*** SUPPLIED MATERIAL Section Begins ***

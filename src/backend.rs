//! Capability seams for the external collaborators: collection listing, media
//! fetch, transcript fetch and subtitle flattening.
//!
//! The engine only talks to these traits. [`crate::ytdlp::YtDlp`] implements
//! the three remote ones by shelling out; tests use [`fake::FakeRemote`].

use std::path::{Path, PathBuf};

use anyhow::Result;

use crate::error::FetchError;
use crate::model::{CollectionRef, RemoteItemRef};
use crate::subtitles::{Cue, SrtFlattener};
use crate::ytdlp::YtDlp;

/// What a bare reference turned out to be.
#[derive(Debug, Clone, PartialEq, Eq)]
pub enum Listing {
    Item(RemoteItemRef),
    Collection(CollectionRef),
}

pub trait CollectionLister {
    /// Classifies `reference` as a single item or a collection.
    fn describe(&self, reference: &str) -> Result<Listing, FetchError>;

    /// Returns up to `count` members starting at the 1-indexed `start`. A page
    /// may be shorter than asked for; callers continue after the last
    /// member's `position`. An empty page means the collection is exhausted.
    fn list_page(
        &self,
        collection: &CollectionRef,
        start: usize,
        count: usize,
    ) -> Result<Vec<RemoteItemRef>, FetchError>;
}

pub trait MediaFetcher {
    /// Downloads `item` capped at `max_resolution`, writing files that start
    /// with `dest_prefix`. Returns the produced paths.
    fn fetch(
        &self,
        item: &RemoteItemRef,
        max_resolution: u32,
        dest_prefix: &Path,
    ) -> Result<Vec<PathBuf>, FetchError>;
}

#[derive(Debug, Clone, PartialEq, Eq)]
pub enum Transcript {
    Cues(Vec<Cue>),
    NotAvailable,
}

pub trait TranscriptFetcher {
    fn fetch_transcript(&self, item: &RemoteItemRef, language: &str)
    -> Result<Transcript, FetchError>;
}

pub trait SubtitleFlattener {
    fn to_plain_text(&self, subtitle: &Path) -> Result<String>;
}

/// The full set of collaborators one downloader needs.
pub struct Backends {
    pub lister: Box<dyn CollectionLister>,
    pub media: Box<dyn MediaFetcher>,
    pub transcripts: Box<dyn TranscriptFetcher>,
    pub subtitles: Box<dyn SubtitleFlattener>,
}

impl Backends {
    pub fn yt_dlp(ytdlp: YtDlp) -> Self {
        Self {
            lister: Box::new(ytdlp.clone()),
            media: Box::new(ytdlp.clone()),
            transcripts: Box::new(ytdlp),
            subtitles: Box::new(SrtFlattener),
        }
    }
}
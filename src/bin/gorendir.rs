#![forbid(unsafe_code)]

use anyhow::{Context, Result, bail};
use clap::{Args, Parser, Subcommand};
use gorendir::config::{SettingsOverrides, resolve_settings};
use gorendir::error::ConfigError;
use gorendir::model::{BatchResult, Outcome, SubtitleState};
use gorendir::subtitles::{SrtFlattener, sweep};
use gorendir::{BatchManifest, DownloadInput, DownloadOptions, Downloader, InputRef};
use std::path::{Path, PathBuf};
use std::process::{Command, ExitCode, Stdio};
use tracing_subscriber::EnvFilter;

const DEFAULT_LOG_FILTER: &str = "gorendir=info";

#[derive(Debug, Parser)]
#[command(name = "gorendir", version, about = "Download videos, playlists and their subtitles")]
struct Cli {
    #[command(subcommand)]
    command: Commands,
}

#[derive(Debug, Subcommand)]
enum Commands {
    /// Download one or more videos or playlists.
    Download(DownloadArgs),
    /// Convert every .vtt/.srt below DIR into cleaned .srt and .txt files.
    Subtitles {
        dir: PathBuf,
        #[arg(long)]
        json: bool,
    },
}

#[derive(Debug, Args)]
struct DownloadArgs {
    /// URL or id; `URL@N` starts a playlist at member N.
    inputs: Vec<String>,
    /// TOML batch manifest.
    #[arg(long)]
    manifest: Option<PathBuf>,
    #[arg(long)]
    save_dir: Option<PathBuf>,
    /// Subtitle language; repeat for several.
    #[arg(long = "lang")]
    languages: Vec<String>,
    #[arg(long)]
    max_resolution: Option<u32>,
    /// Extra attempts after a transient media failure.
    #[arg(long)]
    media_retries: Option<u32>,
    #[arg(long)]
    playlist_start: Option<usize>,
    #[arg(long)]
    skip_download: bool,
    #[arg(long)]
    force: bool,
    #[arg(long)]
    reverse: bool,
    /// Print the batch result as JSON.
    #[arg(long)]
    json: bool,
    /// Keep only counts and failures, not a report per video.
    #[arg(long)]
    summary_only: bool,
    #[arg(long)]
    env_file: Option<PathBuf>,
}

fn main() -> ExitCode {
    init_tracing();
    let cli = Cli::parse();

    let result = match cli.command {
        Commands::Download(args) => run_download(args),
        Commands::Subtitles { dir, json } => run_subtitles(&dir, json),
    };

    match result {
        Ok(true) => ExitCode::SUCCESS,
        Ok(false) => ExitCode::FAILURE,
        Err(err) => {
            eprintln!("error: {err:#}");
            if err.downcast_ref::<ConfigError>().is_some() {
                ExitCode::from(2)
            } else {
                ExitCode::FAILURE
            }
        }
    }
}

fn init_tracing() {
    let filter = EnvFilter::try_from_default_env()
        .unwrap_or_else(|_| EnvFilter::new(DEFAULT_LOG_FILTER));
    let _ = tracing_subscriber::fmt()
        .with_env_filter(filter)
        .with_writer(std::io::stderr)
        .with_target(false)
        .try_init();
}

/// Runs `<name> --version` to fail loudly when yt-dlp is missing.
fn ensure_program_available(name: &Path) -> Result<()> {
    let status = Command::new(name)
        .arg("--version")
        .stdout(Stdio::null())
        .stderr(Stdio::null())
        .status();

    match status {
        Ok(status) if status.success() => Ok(()),
        Ok(_) => bail!(
            "{} is installed but returned a failure status",
            name.display()
        ),
        Err(err) => bail!("{} is not installed or not in PATH: {}", name.display(), err),
    }
}

/// Combines manifest and positional inputs. Flags given on the command line
/// are OR-ed with the manifest's; an explicit `--playlist-start` wins.
fn collect_inputs(args: &DownloadArgs) -> Result<(DownloadInput, DownloadOptions)> {
    let mut refs = Vec::new();
    let mut options = DownloadOptions::default();

    if let Some(path) = &args.manifest {
        let manifest = BatchManifest::load(path)?;
        refs.extend(manifest.inputs.into_refs());
        options = manifest.options;
    }
    refs.extend(args.inputs.iter().map(|value| InputRef::parse_cli(value)));

    if let Some(start) = args.playlist_start {
        options.playlist_start = start;
    }
    options.skip_download |= args.skip_download;
    options.force_download |= args.force;
    options.reverse_download |= args.reverse;
    options.task_reports &= !args.summary_only;

    Ok((DownloadInput::Batch(refs), options))
}

fn run_download(args: DownloadArgs) -> Result<bool> {
    let settings = resolve_settings(SettingsOverrides {
        save_directory: args.save_dir.clone(),
        subtitle_languages: (!args.languages.is_empty()).then(|| args.languages.clone()),
        max_resolution: args.max_resolution,
        media_retries: args.media_retries,
        env_path: args.env_file.clone(),
        ..SettingsOverrides::default()
    })?;
    let (inputs, options) = collect_inputs(&args)?;

    ensure_program_available(&settings.yt_dlp)?;

    if !args.json {
        println!("===================================");
        println!("GorEndir downloader");
        println!("===================================");
        println!("Save directory: {}", settings.save_directory.display());
        println!("Subtitles: {}", settings.subtitle_languages.join(", "));
        println!("Max resolution: {}p", settings.max_resolution);
        if let Some(cookies) = &settings.cookies {
            println!("Cookies: {}", cookies.display());
        }
        println!();
    }

    let downloader = Downloader::from_settings(&settings);
    let result = downloader
        .download_video(inputs, options)
        .context("batch aborted")?;

    if args.json {
        println!(
            "{}",
            serde_json::to_string_pretty(&result).context("serializing batch result")?
        );
    } else {
        print_summary(&result);
    }
    Ok(result.is_success())
}

fn print_summary(result: &BatchResult) {
    for report in &result.reports {
        let label = report.file_stem.as_deref().unwrap_or(&report.remote_id);
        match &report.outcome {
            Outcome::Skipped { reason } => println!("  skipped     {label} ({reason:?})"),
            Outcome::Downloaded(download) => {
                let missing: Vec<_> = download.unavailable_languages().collect();
                let failed = download
                    .subtitles
                    .iter()
                    .filter(|subtitle| matches!(subtitle.state, SubtitleState::Failed { .. }))
                    .count();
                let mut note = String::new();
                if !missing.is_empty() {
                    note.push_str(&format!(" [no subtitles: {}]", missing.join(", ")));
                }
                if failed > 0 {
                    note.push_str(&format!(" [{failed} subtitle fetches failed]"));
                }
                println!("  downloaded  {label}{note}");
            }
            Outcome::Failed(_) => println!("  failed      {label}"),
        }
    }

    println!();
    println!("===================================");
    println!("Batch complete");
    println!("===================================");
    println!("Downloaded: {}", result.downloaded);
    println!("Skipped: {}", result.skipped);
    println!("Failed: {}", result.failed);
    if !result.failures.is_empty() {
        println!();
        println!("Failures:");
        for failure in &result.failures {
            match &failure.remote_id {
                Some(id) => println!("  - {} ({}): {}", failure.reference, id, failure.failure),
                None => println!("  - {}: {}", failure.reference, failure.failure),
            }
        }
    }
}

fn run_subtitles(dir: &Path, json: bool) -> Result<bool> {
    if !dir.is_dir() {
        bail!("{} is not a directory", dir.display());
    }
    let report = sweep(dir, &SrtFlattener)?;
    if json {
        println!(
            "{}",
            serde_json::to_string_pretty(&report).context("serializing sweep report")?
        );
    } else {
        println!("Converted .vtt files: {}", report.converted_vtt);
        println!("Written .txt files: {}", report.written_text);
        for (path, reason) in &report.failures {
            println!("  - {}: {}", path.display(), reason);
        }
    }
    Ok(report.failures.is_empty())
}

#[cfg(test)]
mod tests {
    use super::*;
    use anyhow::Result;
    use std::fs;
    use tempfile::tempdir;

    fn parse(args: &[&str]) -> DownloadArgs {
        let cli = Cli::try_parse_from(std::iter::once("gorendir").chain(args.iter().copied()))
            .unwrap();
        match cli.command {
            Commands::Download(args) => args,
            other => panic!("unexpected command {other:?}"),
        }
    }

    #[test]
    fn download_flags_parse() {
        let args = parse(&[
            "download",
            "https://www.youtube.com/playlist?list=PL1@3",
            "--lang",
            "en",
            "--lang",
            "fa",
            "--max-resolution",
            "720",
            "--force",
            "--reverse",
        ]);
        assert_eq!(args.languages, vec!["en", "fa"]);
        assert_eq!(args.max_resolution, Some(720));
        assert!(args.force && args.reverse && !args.skip_download);
    }

    #[test]
    fn inputs_merge_manifest_and_cli() -> Result<()> {
        let dir = tempdir()?;
        let manifest = dir.path().join("batch.toml");
        fs::write(
            &manifest,
            "inputs = [\"a\", { \"b\" = 4 }]\nskip_download = true\nplaylist_start = 2\n",
        )?;
        let manifest_arg = manifest.display().to_string();
        let args = parse(&[
            "download",
            "c@5",
            "d",
            "--manifest",
            &manifest_arg,
            "--reverse",
        ]);

        let (inputs, options) = collect_inputs(&args)?;
        let planned = inputs.plan(options.playlist_start)?;
        let starts: Vec<_> = planned
            .iter()
            .map(|input| (input.reference.as_str(), input.start))
            .collect();
        assert_eq!(starts, vec![("a", 2), ("b", 4), ("c", 5), ("d", 2)]);
        assert!(options.skip_download);
        assert!(options.reverse_download);
        assert!(!options.force_download);
        assert!(options.task_reports);
        Ok(())
    }

    #[test]
    fn explicit_playlist_start_overrides_manifest() -> Result<()> {
        let dir = tempdir()?;
        let manifest = dir.path().join("batch.toml");
        fs::write(&manifest, "inputs = \"a\"\nplaylist_start = 2\n")?;
        let manifest_arg = manifest.display().to_string();
        let args = parse(&[
            "download",
            "--manifest",
            &manifest_arg,
            "--playlist-start",
            "7",
            "--summary-only",
        ]);
        let (_, options) = collect_inputs(&args)?;
        assert_eq!(options.playlist_start, 7);
        assert!(!options.task_reports);
        Ok(())
    }

    #[test]
    fn subtitles_command_parses_dir() {
        let cli = Cli::try_parse_from(["gorendir", "subtitles", "/tmp/x", "--json"]).unwrap();
        assert!(matches!(cli.command, Commands::Subtitles { json: true, .. }));
    }
}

*** SUPPLIED MATERIAL Section Ends ***

EXERCISE REQUIREMENTS = Every line from the first through the one containing "or a collection." in the listing above must be given again exactly, with nothing else alongside.

TASK OUTPUT =
filename src/backend.rs
//! Capability seams for the external collaborators: collection listing, media
//! fetch, transcript fetch and subtitle flattening.
//!
//! The engine only talks to these traits. [`crate::ytdlp::YtDlp`] implements
//! the three remote ones by shelling out; tests use [`fake::FakeRemote`].

use std::path::{Path, PathBuf};

use anyhow::Result;

use crate::error::FetchError;
use crate::model::{CollectionRef, RemoteItemRef};
use crate::subtitles::{Cue, SrtFlattener};
use crate::ytdlp::YtDlp;

/// What a bare reference turned out to be.
#[derive(Debug, Clone, PartialEq, Eq)]
pub enum Listing {
    Item(RemoteItemRef),
    Collection(CollectionRef),
}

pub trait CollectionLister {
    /// Classifies `reference` as a single item or a collection.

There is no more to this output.